(INFORMATION PROVIDED)

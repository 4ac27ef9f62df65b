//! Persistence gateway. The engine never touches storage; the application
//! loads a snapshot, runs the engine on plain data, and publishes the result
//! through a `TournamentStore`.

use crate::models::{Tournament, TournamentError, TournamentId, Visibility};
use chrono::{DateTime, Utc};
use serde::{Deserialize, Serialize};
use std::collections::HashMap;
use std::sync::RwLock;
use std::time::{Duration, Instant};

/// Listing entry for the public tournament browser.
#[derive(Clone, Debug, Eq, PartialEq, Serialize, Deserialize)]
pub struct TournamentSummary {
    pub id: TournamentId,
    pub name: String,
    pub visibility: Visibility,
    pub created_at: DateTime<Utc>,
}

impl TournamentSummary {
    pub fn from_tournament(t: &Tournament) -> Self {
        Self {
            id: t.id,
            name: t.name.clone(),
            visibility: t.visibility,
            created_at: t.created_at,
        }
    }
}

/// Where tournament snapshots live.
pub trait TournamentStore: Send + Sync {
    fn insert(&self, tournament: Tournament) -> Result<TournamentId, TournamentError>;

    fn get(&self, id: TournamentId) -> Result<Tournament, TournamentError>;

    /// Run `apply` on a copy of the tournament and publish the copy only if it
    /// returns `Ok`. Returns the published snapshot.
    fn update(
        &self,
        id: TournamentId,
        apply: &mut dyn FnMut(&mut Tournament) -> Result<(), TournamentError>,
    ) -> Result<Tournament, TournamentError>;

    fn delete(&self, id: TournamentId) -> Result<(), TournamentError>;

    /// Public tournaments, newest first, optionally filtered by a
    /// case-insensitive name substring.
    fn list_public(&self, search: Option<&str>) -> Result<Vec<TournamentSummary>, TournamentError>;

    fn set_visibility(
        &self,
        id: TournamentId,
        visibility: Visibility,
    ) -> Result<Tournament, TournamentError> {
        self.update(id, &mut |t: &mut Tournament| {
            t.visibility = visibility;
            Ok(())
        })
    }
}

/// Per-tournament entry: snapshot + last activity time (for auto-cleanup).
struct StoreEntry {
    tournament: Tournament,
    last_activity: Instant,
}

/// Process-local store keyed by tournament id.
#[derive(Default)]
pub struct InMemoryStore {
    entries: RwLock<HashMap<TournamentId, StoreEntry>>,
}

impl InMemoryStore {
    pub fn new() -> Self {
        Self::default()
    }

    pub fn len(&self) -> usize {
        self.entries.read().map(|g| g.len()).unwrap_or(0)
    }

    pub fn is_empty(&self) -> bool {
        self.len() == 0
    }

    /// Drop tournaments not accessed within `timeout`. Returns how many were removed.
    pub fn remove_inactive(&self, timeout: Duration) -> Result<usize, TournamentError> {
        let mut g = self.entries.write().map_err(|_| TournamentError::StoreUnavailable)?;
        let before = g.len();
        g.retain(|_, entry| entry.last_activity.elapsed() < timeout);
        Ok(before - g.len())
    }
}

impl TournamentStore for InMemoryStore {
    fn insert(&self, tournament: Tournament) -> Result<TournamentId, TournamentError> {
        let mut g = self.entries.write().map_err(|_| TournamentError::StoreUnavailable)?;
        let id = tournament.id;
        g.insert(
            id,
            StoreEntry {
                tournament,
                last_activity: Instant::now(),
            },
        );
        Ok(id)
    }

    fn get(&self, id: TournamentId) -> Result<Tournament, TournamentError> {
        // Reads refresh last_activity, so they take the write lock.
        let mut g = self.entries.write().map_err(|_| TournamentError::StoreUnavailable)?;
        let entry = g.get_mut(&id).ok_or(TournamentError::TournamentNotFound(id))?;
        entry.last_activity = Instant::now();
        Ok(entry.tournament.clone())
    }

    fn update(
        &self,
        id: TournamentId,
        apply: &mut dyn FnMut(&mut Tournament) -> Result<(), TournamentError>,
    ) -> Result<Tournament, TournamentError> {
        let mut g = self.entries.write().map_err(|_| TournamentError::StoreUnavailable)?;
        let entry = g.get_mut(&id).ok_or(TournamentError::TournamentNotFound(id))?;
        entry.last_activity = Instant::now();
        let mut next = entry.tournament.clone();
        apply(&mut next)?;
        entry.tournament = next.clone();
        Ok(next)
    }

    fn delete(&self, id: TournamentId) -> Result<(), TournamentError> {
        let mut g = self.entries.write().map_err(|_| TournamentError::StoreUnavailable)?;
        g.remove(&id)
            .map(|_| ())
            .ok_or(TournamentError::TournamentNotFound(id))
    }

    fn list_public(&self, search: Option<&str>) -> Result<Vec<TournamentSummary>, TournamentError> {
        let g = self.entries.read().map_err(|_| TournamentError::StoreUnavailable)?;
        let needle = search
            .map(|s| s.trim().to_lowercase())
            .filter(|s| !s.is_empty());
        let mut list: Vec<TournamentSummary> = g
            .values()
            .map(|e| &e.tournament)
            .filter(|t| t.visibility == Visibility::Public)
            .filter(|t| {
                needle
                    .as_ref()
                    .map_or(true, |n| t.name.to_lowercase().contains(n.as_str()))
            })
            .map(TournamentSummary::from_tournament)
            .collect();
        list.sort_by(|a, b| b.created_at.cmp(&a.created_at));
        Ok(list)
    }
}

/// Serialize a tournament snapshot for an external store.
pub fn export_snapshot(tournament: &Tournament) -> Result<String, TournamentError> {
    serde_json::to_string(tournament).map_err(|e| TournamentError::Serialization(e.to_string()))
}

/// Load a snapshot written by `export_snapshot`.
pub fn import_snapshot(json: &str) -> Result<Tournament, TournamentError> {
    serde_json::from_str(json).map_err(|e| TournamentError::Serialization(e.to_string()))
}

(End INFORMATION PROVIDED)

• **YOUR TASK**
Look through the records above for the string "derive", then copy every line that has it.

• **TASK ANSWER**
#[derive(Clone, Debug, Eq, PartialEq, Serialize, Deserialize)]
#[derive(Default)]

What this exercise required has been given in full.